После того случая Мельничук несколько дней молчал. Иванов понимал, что стрелять в людей нелегко, даже когда не видишь их глаз и их предсмертных мучений. А тут такое. Любая война – это прежде всего убийство. Но впервые стрелять в человека непросто. Дальше мало кому это нравится. Но даже имеющий опыт Быстров, как заметил Александр, делал это без большого энтузиазма.
Но в тот день Иванову не было жалко убитых наемников. А вот убитых собак было жаль.
Следующую посадку совершили в расположении одной из частей внутренних войск на границе с Ингушетией. Все это время экипаж молчал. Снова заговорили только перед посадкой.
С Быстровым ушел офицер, присоединившийся к ним еще в первом пункте посадки. Спецназовцы стали заниматься пленными: они выводили их по одному из вертолета, не развязывая глаз, а развязав только руки, разрешали тут же оправиться. Потом снова связывали и укладывали лицом вниз на землю под палящие лучи безжалостного солнца. За время полета ни одному из пленных не предложили воды. Поэтому Иванов, подав Сергею фляжку, попросил напоить их.
Закончив процедуру с пленными, Сергей снова попросился в кабину. Они сидели вдвоем с Ивановым и молчали. У Сергея, видимо, кончились вопросы, а Иванову просто не хотелось с ним разговаривать.

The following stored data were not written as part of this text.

use std::sync::Arc;

use async_trait::async_trait;
use concord_models::{Dataset, Direction, Signal};
use serde_json::json;

use crate::agent::Agent;
use crate::confidence::{CalibrationContext, ConfidenceCalculator};
use crate::error::AgentError;

const CLOSE: &str = "close";
const VOLUME: &str = "volume";
/// Deviation from the moving average treated as flat.
const FLAT_BAND: f64 = 0.01;
/// Deviations beyond this are more likely bad data than momentum.
const PLAUSIBLE_DEVIATION: (f64, f64) = (-0.5, 0.5);

fn mean(values: &[f64]) -> f64 {
    values.iter().sum::<f64>() / values.len() as f64
}

/// Price trend: last close against a simple moving average, checked
/// against the volume trend.
pub struct MomentumAgent {
    name: String,
    window: usize,
    calculator: Arc<dyn ConfidenceCalculator>,
}

impl MomentumAgent {
    pub fn new(name: &str, calculator: Arc<dyn ConfidenceCalculator>) -> Self {
        Self {
            name: name.to_string(),
            window: 5,
            calculator,
        }
    }

    /// Moving-average length in closes; at least 2.
    pub fn with_window(mut self, window: usize) -> Self {
        self.window = window.max(2);
        self
    }

    /// Whether recent volume (latest half) exceeds the earlier half.
    fn volume_rising(&self, dataset: &Dataset) -> Option<bool> {
        let volumes = dataset.series_values(VOLUME)?;
        if volumes.len() < 2 {
            return None;
        }
        let (earlier, recent) = volumes.split_at(volumes.len() / 2);
        Some(mean(recent) > mean(earlier))
    }
}

#[async_trait]
impl Agent for MomentumAgent {
    fn name(&self) -> &str {
        &self.name
    }

    async fn analyze(&self, subject_id: &str, dataset: &Dataset) -> Result<Signal, AgentError> {
        let closes = dataset
            .series_values(CLOSE)
            .ok_or_else(|| AgentError::missing_field(CLOSE))?;
        if closes.len() < self.window {
            return Err(AgentError::Analysis(format!(
                "momentum needs at least {} closes, got {}",
                self.window,
                closes.len()
            )));
        }

        let sma = mean(&closes[closes.len() - self.window..]);
        if sma <= 0.0 {
            return Err(AgentError::Analysis(format!(
                "non-positive moving average {sma} for {subject_id}"
            )));
        }
        let last = closes[closes.len() - 1];
        let deviation = (last - sma) / sma;

        let direction = if deviation > FLAT_BAND {
            Direction::Bullish
        } else if deviation < -FLAT_BAND {
            Direction::Bearish
        } else {
            Direction::Neutral
        };
        let raw = if direction == Direction::Neutral {
            0.5
        } else {
            0.5 + (deviation.abs() * 5.0).min(0.4)
        };

        let volume_rising = self.volume_rising(dataset);
        let mut context = CalibrationContext::new()
            .with_completeness(dataset.completeness(&[CLOSE, VOLUME]))
            .with_plausible(PLAUSIBLE_DEVIATION.0, PLAUSIBLE_DEVIATION.1);
        context.metric = Some(deviation);
        if direction != Direction::Neutral {
            if let Some(rising) = volume_rising {
                context = context.with_corroboration(rising);
            }
        }
        let confidence = self.calculator.calibrate(raw, &context);

        let reasoning = format!(
            "{subject_id} last close {last:.2} is {:+.1}% vs {}-period average {sma:.2}{}",
            deviation * 100.0,
            self.window,
            match volume_rising {
                Some(true) => ", on rising volume",
                Some(false) => ", on fading volume",
                None => "",
            }
        );
        Ok(Signal::new(direction, confidence, reasoning)?
            .with_metadata("deviation", json!(deviation))
            .with_metadata("sma", json!(sma))
            .with_metadata("volume_rising", json!(volume_rising)))
    }
}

Спецназовец не выдержал первым:
– Не уважаешь?
Иванов не ответил.
– Приходится руки пачкать, – попробовал оправдаться Сергей. – Труднее всего – стрелять в своих, русских. А этих мусульманских фанатиков я бы всю жизнь давил своими руками. Ненавижу их. Это не люди. Они хуже зверей. Мы с ними еще гуманно поступаем. А они нашим перед смертью языки, носы и уши вырезают, глаза выкалывают, животы вспарывают. Живым головы режут. Наших пацанов в плену кастрируют и педерастят. И самые жестокие – наемники, такие вот, как эти. – Сергей показал в сторону лежащих на земле пленных. – Будь уверен, они тебе воды не предложат.
– Много наемников у Дудаева? – спросил Иванов.

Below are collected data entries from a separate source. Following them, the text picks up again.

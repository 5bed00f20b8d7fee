use std::sync::Arc;

use async_trait::async_trait;
use concord_models::{Dataset, Direction, Signal};
use serde_json::json;

use crate::agent::Agent;
use crate::confidence::{CalibrationContext, ConfidenceCalculator, IdealRange};
use crate::error::AgentError;

/// One balance-sheet check: inside `ideal` votes bullish, a red flag votes bearish.
struct Check {
    field: &'static str,
    ideal: IdealRange,
    red_flag: fn(f64) -> bool,
}

const PE_RATIO: &str = "pe_ratio";

fn checks() -> [Check; 4] {
    [
        Check {
            field: "return_on_equity",
            ideal: IdealRange::at_least(0.15),
            red_flag: |v| v < 0.05,
        },
        Check {
            field: "debt_to_equity",
            ideal: IdealRange::at_most(0.5),
            red_flag: |v| v > 1.5,
        },
        Check {
            field: "revenue_growth",
            ideal: IdealRange::at_least(0.10),
            red_flag: |v| v < 0.0,
        },
        Check {
            field: PE_RATIO,
            ideal: IdealRange::new(10.0, 20.0),
            red_flag: |v| v <= 0.0 || v > 35.0,
        },
    ]
}

/// Net vote share beyond which the reading is directional.
const DIRECTION_THRESHOLD: f64 = 0.25;
/// P/E values outside this band are treated as data errors or outliers.
const PE_PLAUSIBLE: (f64, f64) = (0.0, 100.0);

/// Scores profitability, leverage, growth and valuation metrics.
pub struct FundamentalsAgent {
    name: String,
    calculator: Arc<dyn ConfidenceCalculator>,
}

impl FundamentalsAgent {
    pub fn new(name: &str, calculator: Arc<dyn ConfidenceCalculator>) -> Self {
        Self {
            name: name.to_string(),
            calculator,
        }
    }
}

#[async_trait]
impl Agent for FundamentalsAgent {
    fn name(&self) -> &str {
        &self.name
    }

    async fn analyze(&self, subject_id: &str, dataset: &Dataset) -> Result<Signal, AgentError> {
        let checks = checks();
        let mut votes = serde_json::Map::new();
        let mut net = 0i32;
        let mut present = 0usize;

        for check in &checks {
            let Some(value) = dataset.metric(check.field) else {
                continue;
            };
            present += 1;
            let vote = if check.ideal.distance(value) == 0.0 {
                1
            } else if (check.red_flag)(value) {
                -1
            } else {
                0
            };
            net += vote;
            votes.insert(check.field.to_string(), json!({ "value": value, "vote": vote }));
        }

        if present == 0 {
            return Err(AgentError::missing_field(
                "return_on_equity, debt_to_equity, revenue_growth or pe_ratio",
            ));
        }

        let share = f64::from(net) / present as f64;
        let direction = if share > DIRECTION_THRESHOLD {
            Direction::Bullish
        } else if share < -DIRECTION_THRESHOLD {
            Direction::Bearish
        } else {
            Direction::Neutral
        };
        let raw = 0.5 + 0.4 * share.abs();

        let fields: Vec<&str> = checks.iter().map(|c| c.field).collect();
        let mut context = CalibrationContext::new().with_completeness(dataset.completeness(&fields));
        if let Some(pe) = dataset.metric(PE_RATIO) {
            // Valuation anchors the distance term: a P/E ten points out halves proximity.
            context = context
                .with_metric(pe, IdealRange::new(10.0, 20.0), 10.0)
                .with_plausible(PE_PLAUSIBLE.0, PE_PLAUSIBLE.1);
        }
        let confidence = self.calculator.calibrate(raw, &context);

        let reasoning = format!(
            "{subject_id}: {present} of {} fundamentals checked, net vote {net:+} ({direction})",
            checks.len()
        );
        Ok(Signal::new(direction, confidence, reasoning)?
            .with_metadata("checks", serde_json::Value::Object(votes))
            .with_metadata("raw_confidence", json!(raw)))
    }
}
use concord_cache::CacheError;
use concord_models::SignalError;
use thiserror::Error;

/// Failure raised by an agent's `analyze`. Contained by the orchestrator.
#[derive(Error, Debug)]
pub enum AgentError {
    #[error("Analysis failed: {0}")]
    Analysis(String),

    #[error("Dependency unavailable: {0}")]
    Dependency(String),

    #[error("Invalid signal: {0}")]
    Validation(#[from] SignalError),
}

impl AgentError {
    pub fn missing_field(field: &str) -> Self {
        AgentError::Analysis(format!("required dataset field missing: {field}"))
    }
}

/// Registry misuse. Returned straight to the caller, never batched.
#[derive(Error, Debug, Clone, PartialEq, Eq)]
pub enum RegistryError {
    #[error("Agent not found: {0}")]
    NotFound(String),

    #[error("Agent already registered: {0}")]
    DuplicateName(String),
}

/// Hard errors from the orchestrator itself.
#[derive(Error, Debug)]
pub enum OrchestratorError {
    #[error("No agents requested")]
    EmptyRequest,

    #[error(transparent)]
    Registry(#[from] RegistryError),

    #[error("Dataset error: {0}")]
    Dataset(#[from] CacheError),
}

/// Final result of a chat completion attempt; retries happen inside the provider.
#[derive(Error, Debug, Clone, PartialEq, Eq)]
pub enum CompletionError {
    #[error("Chat completion rate limited: {0}")]
    RateLimited(String),

    #[error("Chat completion unavailable: {0}")]
    Unavailable(String),
}

#[derive(Error, Debug, Clone, PartialEq, Eq)]
pub enum RetrievalError {
    #[error("Retrieval unavailable: {0}")]
    Unavailable(String),
}

#[derive(Error, Debug)]
pub enum SentimentError {
    #[error("Failed to read lexicon {path}: {source}")]
    LexiconIo {
        path: String,
        #[source]
        source: std::io::Error,
    },

    #[error("Lexicon {0} contains no entries")]
    EmptyLexicon(String),
}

– По нашим данным, более пятидесяти процентов.
– Кто же им платит? И как они сюда попадают?
– Это мы и выясняем, – ответил Сергей. – Иногда такие матерые «гуси» попадаются – хоть в музей истории войн.
Иванов знал, что «серые гуси» – профессиональная кличка наемников по всему миру. Еще их называют «псами войны».
– Недавно, – продолжал рассказывать Сергей, – получили мы информацию о том, что наша пехота взяла живыми двух снайперш. Одна прибалтийка, а другая – русская. Редкая удача. Обычно их кончают на месте. Но там оказался наш представитель, он и отбил их. Мы сразу же на вертолет – и в ту часть. Очень хотелось знать каналы вербовки. Прилетаем, а через них уже целую роту солдат пропустили. Избитые бабы, но еще живые. Правда, прибалтийка уже концы отдавала, в основном без сознания была, а другая – русская – оказалась покрепче. Девки-то совсем молодые, но каждая, говорят, по десятку наших ребят успела «уложить». Та, что в сознании, кроет всех матом, просит, чтобы ее пристрелили. Откуда такая взялась – не говорит. Но увидела Быстрова и сникла. Слова больше от нее никто не слышал. Мы обеих загрузили в вертолет и взлетели. В штабе нас ждали. А Быстров сидел чернее тучи. Тут подсел я к этой живучей и спрашиваю: «Много ли навоевала?». А эта стерва посмотрела на Быстрова и говорит: «Жалею, что мало пострелять удалось». После этих слов приказывает наш Витя открыть дверь и выкинуть обеих из летящего вертолета. Ту, что была без сознания, выкинули первой. А русская вдруг нашего командира по имени назвала. Цепляется за нас и кричит: «Прости! Витя, прости! Дочь у меня!». О дочке что-то кричала до самых дверей. Тут я ей врезал под дых, она мешком и вывалилась. Сучка, о дочке вспомнила. А сколько русских матерей она осиротила? А наш командир потом несколько дней из запоя не выходил…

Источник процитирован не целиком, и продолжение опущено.